WHAT THE TASK REQUIRES: Tally the lines below that contain the word "filename", then give the tally and nothing more.

Stored data entries:
..........

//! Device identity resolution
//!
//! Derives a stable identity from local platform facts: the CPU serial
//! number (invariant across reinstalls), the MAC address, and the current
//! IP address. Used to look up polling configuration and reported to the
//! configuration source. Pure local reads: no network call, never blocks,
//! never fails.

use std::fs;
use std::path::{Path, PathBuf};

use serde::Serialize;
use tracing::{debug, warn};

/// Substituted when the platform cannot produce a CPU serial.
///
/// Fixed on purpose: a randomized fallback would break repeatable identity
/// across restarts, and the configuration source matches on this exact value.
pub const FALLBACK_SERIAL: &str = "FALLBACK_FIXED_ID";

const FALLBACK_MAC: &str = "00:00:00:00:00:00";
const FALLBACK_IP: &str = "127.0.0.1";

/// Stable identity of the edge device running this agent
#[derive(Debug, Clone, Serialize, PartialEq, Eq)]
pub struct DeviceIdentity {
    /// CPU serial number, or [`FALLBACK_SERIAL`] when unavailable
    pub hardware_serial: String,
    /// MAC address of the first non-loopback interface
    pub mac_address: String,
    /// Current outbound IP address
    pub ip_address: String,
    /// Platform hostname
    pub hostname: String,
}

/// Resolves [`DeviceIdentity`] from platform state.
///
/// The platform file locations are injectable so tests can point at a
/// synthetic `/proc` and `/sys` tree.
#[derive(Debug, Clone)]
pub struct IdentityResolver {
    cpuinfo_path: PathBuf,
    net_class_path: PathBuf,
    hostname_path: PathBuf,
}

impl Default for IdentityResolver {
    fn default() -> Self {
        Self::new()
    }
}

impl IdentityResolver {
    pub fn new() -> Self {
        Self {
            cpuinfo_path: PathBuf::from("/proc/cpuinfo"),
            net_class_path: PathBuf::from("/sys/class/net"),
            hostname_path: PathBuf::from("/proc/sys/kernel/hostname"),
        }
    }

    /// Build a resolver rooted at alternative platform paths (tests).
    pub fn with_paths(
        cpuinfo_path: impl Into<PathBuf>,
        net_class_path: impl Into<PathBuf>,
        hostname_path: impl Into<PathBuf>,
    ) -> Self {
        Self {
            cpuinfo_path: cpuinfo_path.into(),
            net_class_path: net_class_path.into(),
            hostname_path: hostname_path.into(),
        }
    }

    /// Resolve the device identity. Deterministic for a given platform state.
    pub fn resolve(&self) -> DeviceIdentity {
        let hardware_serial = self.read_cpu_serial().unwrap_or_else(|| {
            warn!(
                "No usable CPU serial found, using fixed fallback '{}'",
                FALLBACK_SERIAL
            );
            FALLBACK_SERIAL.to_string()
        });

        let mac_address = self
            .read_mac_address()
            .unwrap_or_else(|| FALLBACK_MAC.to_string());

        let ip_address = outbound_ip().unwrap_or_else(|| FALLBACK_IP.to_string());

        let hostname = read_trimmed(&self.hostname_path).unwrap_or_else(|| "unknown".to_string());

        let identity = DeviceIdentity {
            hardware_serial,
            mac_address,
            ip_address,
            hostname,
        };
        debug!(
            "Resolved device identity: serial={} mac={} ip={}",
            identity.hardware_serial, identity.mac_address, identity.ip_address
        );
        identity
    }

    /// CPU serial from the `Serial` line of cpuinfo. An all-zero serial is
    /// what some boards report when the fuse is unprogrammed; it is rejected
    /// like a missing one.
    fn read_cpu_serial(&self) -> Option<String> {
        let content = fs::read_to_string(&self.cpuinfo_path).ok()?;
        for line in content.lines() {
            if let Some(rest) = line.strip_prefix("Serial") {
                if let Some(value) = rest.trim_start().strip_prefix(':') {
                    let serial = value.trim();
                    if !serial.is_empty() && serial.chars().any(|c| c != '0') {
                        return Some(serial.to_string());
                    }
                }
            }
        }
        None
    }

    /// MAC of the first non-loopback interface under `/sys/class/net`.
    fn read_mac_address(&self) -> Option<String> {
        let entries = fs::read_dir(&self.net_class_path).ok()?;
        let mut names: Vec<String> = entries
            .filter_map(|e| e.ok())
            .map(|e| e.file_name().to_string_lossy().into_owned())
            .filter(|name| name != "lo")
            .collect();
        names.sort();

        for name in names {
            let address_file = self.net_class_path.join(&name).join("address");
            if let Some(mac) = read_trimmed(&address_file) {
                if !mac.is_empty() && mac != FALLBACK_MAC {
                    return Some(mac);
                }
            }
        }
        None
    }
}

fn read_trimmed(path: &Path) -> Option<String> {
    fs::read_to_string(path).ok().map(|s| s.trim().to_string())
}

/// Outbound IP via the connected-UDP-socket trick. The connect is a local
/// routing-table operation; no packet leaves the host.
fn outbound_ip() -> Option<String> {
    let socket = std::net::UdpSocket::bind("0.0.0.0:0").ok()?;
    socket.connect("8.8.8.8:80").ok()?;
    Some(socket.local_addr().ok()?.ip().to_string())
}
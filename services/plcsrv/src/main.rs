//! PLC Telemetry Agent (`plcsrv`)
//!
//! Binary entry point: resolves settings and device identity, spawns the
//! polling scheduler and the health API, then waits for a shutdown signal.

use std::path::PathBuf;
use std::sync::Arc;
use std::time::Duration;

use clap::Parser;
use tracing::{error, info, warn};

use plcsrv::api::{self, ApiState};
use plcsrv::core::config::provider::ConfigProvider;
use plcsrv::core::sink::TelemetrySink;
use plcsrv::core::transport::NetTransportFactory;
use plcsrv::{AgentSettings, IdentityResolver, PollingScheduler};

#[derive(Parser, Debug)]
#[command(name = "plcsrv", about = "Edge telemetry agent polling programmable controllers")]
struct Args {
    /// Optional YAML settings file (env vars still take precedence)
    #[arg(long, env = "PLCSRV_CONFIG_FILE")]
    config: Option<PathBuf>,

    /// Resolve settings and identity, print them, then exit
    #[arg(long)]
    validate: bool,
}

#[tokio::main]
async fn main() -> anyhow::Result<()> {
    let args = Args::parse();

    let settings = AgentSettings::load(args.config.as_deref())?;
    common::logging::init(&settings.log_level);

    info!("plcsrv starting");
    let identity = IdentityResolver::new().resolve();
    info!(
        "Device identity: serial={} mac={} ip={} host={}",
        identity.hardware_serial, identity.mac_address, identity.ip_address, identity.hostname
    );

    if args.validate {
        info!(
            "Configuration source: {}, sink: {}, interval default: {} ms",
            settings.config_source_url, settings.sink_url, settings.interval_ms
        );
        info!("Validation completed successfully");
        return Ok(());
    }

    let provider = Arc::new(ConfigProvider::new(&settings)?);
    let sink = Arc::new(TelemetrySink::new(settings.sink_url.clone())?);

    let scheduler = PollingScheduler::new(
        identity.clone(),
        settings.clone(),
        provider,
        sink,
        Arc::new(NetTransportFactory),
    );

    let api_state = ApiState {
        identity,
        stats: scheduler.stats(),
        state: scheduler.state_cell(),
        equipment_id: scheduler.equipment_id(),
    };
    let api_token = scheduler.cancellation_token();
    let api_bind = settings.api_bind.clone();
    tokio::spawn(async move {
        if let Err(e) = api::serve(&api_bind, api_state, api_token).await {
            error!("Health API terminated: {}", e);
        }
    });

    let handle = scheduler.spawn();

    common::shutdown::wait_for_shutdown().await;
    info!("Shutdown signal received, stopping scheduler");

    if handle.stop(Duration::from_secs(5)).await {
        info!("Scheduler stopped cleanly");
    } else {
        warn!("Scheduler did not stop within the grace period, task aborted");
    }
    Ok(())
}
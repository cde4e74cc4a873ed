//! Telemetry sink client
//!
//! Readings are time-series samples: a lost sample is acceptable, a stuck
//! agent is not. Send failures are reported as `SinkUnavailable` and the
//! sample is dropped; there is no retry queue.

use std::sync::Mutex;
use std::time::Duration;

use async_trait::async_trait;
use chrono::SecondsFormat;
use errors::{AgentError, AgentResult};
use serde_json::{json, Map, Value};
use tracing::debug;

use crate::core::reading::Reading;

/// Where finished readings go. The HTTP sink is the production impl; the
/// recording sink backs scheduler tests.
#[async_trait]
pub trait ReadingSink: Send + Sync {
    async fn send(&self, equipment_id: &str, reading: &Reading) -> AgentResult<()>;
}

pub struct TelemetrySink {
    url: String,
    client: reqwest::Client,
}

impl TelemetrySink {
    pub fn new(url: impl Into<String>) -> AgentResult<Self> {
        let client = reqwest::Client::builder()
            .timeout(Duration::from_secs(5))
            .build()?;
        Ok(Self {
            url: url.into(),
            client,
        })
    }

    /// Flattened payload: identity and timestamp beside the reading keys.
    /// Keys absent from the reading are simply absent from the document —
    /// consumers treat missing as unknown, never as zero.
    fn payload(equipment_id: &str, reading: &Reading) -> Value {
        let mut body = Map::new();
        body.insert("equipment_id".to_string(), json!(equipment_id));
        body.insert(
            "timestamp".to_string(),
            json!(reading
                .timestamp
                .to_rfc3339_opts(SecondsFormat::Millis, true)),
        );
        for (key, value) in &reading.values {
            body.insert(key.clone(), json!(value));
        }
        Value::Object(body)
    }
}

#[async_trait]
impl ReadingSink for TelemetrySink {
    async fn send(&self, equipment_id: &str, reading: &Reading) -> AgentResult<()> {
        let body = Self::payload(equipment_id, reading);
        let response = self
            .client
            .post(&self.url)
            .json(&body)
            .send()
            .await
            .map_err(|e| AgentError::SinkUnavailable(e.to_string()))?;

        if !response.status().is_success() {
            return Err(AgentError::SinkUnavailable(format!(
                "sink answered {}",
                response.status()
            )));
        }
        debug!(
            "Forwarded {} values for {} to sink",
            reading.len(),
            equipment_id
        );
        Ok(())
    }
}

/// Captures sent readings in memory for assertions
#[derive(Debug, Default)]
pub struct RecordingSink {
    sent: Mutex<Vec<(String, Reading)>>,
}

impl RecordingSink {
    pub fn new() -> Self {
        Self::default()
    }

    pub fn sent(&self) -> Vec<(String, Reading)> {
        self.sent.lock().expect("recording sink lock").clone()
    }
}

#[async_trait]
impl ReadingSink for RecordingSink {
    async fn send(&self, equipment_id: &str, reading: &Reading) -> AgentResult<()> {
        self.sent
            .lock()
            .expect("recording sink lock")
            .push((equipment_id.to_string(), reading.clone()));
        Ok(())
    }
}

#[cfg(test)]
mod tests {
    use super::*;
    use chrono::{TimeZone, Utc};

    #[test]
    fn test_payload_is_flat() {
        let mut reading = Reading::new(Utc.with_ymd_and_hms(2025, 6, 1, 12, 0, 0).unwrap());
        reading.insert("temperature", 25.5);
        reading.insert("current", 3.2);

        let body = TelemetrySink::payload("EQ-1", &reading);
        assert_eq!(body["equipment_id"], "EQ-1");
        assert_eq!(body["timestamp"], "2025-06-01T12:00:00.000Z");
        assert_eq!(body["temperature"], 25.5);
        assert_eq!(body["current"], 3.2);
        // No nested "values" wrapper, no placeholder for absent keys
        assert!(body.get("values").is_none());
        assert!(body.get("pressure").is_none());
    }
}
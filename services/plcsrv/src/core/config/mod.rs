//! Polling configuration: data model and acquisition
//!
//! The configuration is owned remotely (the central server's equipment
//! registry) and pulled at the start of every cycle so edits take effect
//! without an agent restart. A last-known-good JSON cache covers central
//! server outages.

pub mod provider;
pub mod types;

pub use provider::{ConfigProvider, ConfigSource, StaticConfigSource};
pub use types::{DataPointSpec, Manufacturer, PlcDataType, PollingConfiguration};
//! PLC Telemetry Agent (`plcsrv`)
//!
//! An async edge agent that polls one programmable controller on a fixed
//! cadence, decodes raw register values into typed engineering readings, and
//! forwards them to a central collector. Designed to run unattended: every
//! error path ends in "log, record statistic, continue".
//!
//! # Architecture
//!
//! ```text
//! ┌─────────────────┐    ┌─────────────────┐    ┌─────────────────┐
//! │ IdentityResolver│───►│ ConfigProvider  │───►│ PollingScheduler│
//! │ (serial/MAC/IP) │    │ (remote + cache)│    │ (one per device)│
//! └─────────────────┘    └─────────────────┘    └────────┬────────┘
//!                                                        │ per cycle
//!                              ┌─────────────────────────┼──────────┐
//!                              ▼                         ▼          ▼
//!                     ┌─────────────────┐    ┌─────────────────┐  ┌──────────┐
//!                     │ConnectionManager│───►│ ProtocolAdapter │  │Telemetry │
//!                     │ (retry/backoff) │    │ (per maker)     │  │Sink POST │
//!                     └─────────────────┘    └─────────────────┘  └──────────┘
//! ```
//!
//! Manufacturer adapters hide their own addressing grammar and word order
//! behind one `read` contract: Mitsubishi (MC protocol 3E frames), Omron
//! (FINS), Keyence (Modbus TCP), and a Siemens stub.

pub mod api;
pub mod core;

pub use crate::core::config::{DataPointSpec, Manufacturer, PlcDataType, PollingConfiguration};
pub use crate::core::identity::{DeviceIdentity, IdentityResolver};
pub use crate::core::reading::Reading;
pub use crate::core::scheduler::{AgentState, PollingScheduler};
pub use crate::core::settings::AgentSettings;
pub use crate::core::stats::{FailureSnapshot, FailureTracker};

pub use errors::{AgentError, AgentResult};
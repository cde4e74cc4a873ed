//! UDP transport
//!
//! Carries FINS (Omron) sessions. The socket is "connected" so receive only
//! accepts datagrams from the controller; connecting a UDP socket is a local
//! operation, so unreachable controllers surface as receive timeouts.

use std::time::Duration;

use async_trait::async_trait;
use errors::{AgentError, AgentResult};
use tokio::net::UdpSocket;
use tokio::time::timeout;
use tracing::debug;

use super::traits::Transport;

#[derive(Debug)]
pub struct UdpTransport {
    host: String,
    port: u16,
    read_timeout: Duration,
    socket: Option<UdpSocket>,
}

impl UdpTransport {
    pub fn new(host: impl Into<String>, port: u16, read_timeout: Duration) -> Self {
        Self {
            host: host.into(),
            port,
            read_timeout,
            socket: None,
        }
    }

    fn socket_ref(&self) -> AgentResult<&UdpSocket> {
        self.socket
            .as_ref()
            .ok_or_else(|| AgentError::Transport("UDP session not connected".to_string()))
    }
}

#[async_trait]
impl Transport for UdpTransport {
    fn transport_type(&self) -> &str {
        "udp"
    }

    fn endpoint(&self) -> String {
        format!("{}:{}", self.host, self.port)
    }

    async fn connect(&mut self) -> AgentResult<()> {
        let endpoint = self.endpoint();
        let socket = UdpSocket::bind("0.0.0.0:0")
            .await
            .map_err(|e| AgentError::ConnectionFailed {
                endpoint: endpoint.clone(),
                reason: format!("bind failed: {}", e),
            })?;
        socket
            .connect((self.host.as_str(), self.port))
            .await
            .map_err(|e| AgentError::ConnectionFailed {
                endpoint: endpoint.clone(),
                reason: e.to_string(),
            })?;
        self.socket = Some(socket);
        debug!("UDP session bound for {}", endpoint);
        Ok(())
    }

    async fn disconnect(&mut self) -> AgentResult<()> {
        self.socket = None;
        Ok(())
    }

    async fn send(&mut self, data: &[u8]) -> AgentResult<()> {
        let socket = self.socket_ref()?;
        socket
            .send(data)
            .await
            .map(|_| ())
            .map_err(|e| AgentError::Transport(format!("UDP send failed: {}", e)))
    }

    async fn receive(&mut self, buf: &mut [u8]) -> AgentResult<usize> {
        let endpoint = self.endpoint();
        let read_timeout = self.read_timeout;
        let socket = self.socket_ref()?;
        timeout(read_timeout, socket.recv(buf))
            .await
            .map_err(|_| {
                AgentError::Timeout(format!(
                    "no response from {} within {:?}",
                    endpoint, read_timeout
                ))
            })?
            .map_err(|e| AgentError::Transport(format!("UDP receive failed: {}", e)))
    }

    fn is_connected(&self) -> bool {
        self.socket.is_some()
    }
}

..........

FINISHED TASK: 2